Wherever "major" turns up in the entries, copy out the line that holds it.

[Stored data]
↓↓↓
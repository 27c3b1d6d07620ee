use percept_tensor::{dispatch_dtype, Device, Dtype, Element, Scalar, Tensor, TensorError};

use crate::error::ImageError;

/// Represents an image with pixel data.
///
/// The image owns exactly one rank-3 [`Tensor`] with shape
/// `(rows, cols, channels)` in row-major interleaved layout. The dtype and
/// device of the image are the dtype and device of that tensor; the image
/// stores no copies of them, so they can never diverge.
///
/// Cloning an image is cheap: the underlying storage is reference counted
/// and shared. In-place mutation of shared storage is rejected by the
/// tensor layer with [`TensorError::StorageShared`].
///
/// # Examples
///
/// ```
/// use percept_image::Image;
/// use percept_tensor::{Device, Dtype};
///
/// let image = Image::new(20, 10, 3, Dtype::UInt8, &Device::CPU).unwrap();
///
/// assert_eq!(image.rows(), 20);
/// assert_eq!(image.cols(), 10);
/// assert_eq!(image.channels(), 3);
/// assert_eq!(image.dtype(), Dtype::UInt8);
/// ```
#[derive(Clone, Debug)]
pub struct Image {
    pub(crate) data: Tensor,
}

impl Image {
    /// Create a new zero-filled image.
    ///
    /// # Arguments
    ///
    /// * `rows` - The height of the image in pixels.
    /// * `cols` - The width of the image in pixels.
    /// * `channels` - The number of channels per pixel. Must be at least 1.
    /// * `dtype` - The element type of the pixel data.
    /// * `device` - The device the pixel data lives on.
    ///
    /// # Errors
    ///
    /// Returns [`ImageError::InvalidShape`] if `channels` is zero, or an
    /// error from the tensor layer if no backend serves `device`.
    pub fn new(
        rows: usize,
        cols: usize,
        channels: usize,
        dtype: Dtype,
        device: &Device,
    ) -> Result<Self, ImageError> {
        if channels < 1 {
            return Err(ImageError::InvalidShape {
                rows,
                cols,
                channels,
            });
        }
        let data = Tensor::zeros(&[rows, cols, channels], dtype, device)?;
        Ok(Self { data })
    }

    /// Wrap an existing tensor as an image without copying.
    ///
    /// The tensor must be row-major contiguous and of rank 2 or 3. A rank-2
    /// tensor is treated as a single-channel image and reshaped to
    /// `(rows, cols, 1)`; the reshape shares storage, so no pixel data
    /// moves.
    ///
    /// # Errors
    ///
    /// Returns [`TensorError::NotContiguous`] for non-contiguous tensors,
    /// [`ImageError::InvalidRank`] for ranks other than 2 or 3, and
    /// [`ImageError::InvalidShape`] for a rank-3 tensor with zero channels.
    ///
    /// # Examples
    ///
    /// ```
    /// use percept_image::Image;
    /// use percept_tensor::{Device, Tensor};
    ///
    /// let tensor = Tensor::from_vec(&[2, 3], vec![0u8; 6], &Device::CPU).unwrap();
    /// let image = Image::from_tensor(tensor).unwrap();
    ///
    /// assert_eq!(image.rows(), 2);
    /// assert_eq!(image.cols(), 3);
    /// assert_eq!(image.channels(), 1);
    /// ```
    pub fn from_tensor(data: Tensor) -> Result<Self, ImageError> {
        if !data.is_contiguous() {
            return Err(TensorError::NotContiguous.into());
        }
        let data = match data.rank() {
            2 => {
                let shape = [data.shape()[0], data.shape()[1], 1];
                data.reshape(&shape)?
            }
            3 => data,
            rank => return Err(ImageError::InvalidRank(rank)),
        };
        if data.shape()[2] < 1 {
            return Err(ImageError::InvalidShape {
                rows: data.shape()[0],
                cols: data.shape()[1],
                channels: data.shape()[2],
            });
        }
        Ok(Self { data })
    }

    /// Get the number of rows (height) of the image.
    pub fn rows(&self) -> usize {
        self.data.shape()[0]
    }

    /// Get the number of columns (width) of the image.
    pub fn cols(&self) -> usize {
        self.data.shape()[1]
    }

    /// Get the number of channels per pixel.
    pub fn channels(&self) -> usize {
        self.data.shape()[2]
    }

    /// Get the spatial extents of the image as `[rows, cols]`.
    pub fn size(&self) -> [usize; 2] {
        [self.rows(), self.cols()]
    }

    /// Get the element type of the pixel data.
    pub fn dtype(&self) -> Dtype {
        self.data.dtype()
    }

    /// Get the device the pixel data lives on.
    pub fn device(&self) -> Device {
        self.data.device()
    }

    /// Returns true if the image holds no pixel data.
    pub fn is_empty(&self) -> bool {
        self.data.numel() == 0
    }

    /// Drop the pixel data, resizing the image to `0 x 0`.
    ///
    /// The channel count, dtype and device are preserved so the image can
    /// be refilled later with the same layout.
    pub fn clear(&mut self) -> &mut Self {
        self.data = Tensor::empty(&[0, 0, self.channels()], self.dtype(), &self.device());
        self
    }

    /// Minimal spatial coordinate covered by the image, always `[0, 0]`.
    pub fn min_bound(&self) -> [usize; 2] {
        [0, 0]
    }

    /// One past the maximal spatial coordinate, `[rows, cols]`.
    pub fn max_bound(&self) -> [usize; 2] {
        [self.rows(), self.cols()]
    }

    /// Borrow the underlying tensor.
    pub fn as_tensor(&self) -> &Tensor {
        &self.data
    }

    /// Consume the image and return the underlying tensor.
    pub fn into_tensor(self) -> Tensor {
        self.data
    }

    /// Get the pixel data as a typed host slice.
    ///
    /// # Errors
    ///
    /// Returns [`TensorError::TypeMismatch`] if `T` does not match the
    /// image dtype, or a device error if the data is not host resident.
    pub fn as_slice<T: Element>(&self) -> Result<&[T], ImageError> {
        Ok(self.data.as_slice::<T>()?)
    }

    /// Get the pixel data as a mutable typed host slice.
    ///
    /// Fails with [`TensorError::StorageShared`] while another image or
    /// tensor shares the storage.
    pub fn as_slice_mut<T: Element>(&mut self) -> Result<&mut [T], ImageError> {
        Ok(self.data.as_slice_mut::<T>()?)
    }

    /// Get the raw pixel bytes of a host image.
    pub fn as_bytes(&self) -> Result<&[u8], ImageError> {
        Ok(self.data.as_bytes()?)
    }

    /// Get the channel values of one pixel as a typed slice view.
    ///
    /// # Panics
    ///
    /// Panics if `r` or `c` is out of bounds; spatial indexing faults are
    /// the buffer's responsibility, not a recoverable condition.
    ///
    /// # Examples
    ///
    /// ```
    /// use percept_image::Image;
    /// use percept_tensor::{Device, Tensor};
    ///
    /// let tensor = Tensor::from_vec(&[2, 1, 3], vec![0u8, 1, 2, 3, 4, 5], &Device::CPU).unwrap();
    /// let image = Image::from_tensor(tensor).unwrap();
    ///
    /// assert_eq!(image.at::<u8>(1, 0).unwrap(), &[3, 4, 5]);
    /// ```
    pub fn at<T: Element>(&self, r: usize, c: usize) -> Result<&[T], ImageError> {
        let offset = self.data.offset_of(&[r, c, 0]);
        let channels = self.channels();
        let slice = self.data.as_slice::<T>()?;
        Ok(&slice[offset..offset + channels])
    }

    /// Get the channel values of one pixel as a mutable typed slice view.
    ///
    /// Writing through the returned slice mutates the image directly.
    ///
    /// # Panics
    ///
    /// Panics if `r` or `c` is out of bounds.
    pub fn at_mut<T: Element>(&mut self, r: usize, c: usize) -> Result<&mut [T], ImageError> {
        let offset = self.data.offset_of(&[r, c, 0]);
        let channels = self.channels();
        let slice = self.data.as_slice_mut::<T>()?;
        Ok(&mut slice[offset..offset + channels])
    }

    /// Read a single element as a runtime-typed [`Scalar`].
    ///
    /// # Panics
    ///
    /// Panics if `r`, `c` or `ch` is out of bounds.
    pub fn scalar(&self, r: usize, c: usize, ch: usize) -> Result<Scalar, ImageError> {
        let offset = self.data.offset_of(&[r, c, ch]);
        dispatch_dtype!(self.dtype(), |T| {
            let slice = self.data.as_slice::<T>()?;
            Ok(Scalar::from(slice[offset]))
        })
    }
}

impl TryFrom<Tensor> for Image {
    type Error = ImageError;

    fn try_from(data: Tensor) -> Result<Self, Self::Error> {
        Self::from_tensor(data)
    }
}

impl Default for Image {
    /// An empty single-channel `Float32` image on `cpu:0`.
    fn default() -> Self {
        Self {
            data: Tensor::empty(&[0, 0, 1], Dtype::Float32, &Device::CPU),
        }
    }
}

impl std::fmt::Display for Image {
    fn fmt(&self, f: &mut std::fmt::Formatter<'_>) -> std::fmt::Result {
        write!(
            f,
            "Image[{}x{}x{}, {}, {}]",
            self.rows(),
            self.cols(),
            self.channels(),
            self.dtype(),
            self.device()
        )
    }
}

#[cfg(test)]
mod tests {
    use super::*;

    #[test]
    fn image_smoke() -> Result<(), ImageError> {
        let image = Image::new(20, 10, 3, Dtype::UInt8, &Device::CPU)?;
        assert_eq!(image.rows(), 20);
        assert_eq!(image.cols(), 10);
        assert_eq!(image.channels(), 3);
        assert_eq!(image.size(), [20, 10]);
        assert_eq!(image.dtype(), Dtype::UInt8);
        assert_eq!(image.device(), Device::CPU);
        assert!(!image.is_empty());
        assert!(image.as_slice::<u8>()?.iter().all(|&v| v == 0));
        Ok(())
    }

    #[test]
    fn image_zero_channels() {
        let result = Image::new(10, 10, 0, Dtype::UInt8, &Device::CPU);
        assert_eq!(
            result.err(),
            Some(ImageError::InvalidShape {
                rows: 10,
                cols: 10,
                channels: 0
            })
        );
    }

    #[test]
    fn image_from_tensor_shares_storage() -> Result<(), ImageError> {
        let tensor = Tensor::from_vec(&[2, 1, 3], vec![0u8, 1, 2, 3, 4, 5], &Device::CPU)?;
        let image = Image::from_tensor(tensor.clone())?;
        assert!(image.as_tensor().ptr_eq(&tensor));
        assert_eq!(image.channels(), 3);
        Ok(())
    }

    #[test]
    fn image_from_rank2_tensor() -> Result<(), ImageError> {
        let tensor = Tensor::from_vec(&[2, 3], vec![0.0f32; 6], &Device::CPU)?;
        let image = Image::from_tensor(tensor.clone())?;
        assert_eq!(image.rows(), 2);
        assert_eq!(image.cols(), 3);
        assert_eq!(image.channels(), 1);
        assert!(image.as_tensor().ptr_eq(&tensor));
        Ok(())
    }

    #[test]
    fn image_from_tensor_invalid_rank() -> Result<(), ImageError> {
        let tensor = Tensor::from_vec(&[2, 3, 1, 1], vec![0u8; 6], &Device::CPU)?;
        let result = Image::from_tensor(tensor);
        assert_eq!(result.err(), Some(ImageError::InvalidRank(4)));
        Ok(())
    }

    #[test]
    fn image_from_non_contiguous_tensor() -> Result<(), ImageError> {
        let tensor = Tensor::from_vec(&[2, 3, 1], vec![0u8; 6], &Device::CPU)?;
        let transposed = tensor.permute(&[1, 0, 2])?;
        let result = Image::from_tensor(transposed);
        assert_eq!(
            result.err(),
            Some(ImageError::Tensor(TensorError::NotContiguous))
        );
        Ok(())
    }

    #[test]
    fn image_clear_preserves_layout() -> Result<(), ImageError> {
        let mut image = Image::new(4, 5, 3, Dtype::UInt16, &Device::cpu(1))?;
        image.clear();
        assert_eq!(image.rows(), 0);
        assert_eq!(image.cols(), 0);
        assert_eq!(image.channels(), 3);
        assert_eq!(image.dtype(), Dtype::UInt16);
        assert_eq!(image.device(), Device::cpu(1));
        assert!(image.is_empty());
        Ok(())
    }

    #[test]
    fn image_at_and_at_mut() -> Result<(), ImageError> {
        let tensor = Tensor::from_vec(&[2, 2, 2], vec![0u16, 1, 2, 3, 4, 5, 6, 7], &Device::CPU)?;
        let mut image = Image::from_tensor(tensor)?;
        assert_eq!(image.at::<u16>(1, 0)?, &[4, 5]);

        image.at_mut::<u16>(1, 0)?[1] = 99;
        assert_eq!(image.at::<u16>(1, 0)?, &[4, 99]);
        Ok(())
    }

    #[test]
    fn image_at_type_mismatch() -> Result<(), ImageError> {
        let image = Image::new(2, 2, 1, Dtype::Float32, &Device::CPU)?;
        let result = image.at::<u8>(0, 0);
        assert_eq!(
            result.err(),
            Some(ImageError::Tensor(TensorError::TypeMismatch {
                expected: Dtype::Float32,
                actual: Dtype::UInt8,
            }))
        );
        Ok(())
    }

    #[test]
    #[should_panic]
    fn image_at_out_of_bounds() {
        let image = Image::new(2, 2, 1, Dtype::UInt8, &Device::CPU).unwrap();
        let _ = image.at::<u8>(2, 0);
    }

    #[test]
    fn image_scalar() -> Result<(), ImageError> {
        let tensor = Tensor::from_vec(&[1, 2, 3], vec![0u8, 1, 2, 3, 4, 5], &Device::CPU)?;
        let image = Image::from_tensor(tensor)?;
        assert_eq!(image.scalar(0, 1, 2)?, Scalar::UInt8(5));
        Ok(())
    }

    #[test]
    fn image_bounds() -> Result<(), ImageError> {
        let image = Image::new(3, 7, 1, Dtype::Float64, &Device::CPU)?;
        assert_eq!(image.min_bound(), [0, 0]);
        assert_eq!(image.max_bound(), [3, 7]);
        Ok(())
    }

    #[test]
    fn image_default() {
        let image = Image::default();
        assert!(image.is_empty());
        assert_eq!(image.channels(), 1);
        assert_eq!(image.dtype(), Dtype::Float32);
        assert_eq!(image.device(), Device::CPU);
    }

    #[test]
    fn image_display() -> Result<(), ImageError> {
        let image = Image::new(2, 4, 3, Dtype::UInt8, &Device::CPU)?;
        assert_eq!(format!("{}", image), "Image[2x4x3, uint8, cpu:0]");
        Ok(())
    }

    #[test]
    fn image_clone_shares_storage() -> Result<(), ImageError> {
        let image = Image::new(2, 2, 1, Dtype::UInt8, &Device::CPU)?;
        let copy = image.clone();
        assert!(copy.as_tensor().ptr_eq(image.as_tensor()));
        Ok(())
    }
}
↑↑↑
-- Solution below --
/// `(rows, cols, channels)` in row-major interleaved layout. The dtype and
    /// The tensor must be row-major contiguous and of rank 2 or 3. A rank-2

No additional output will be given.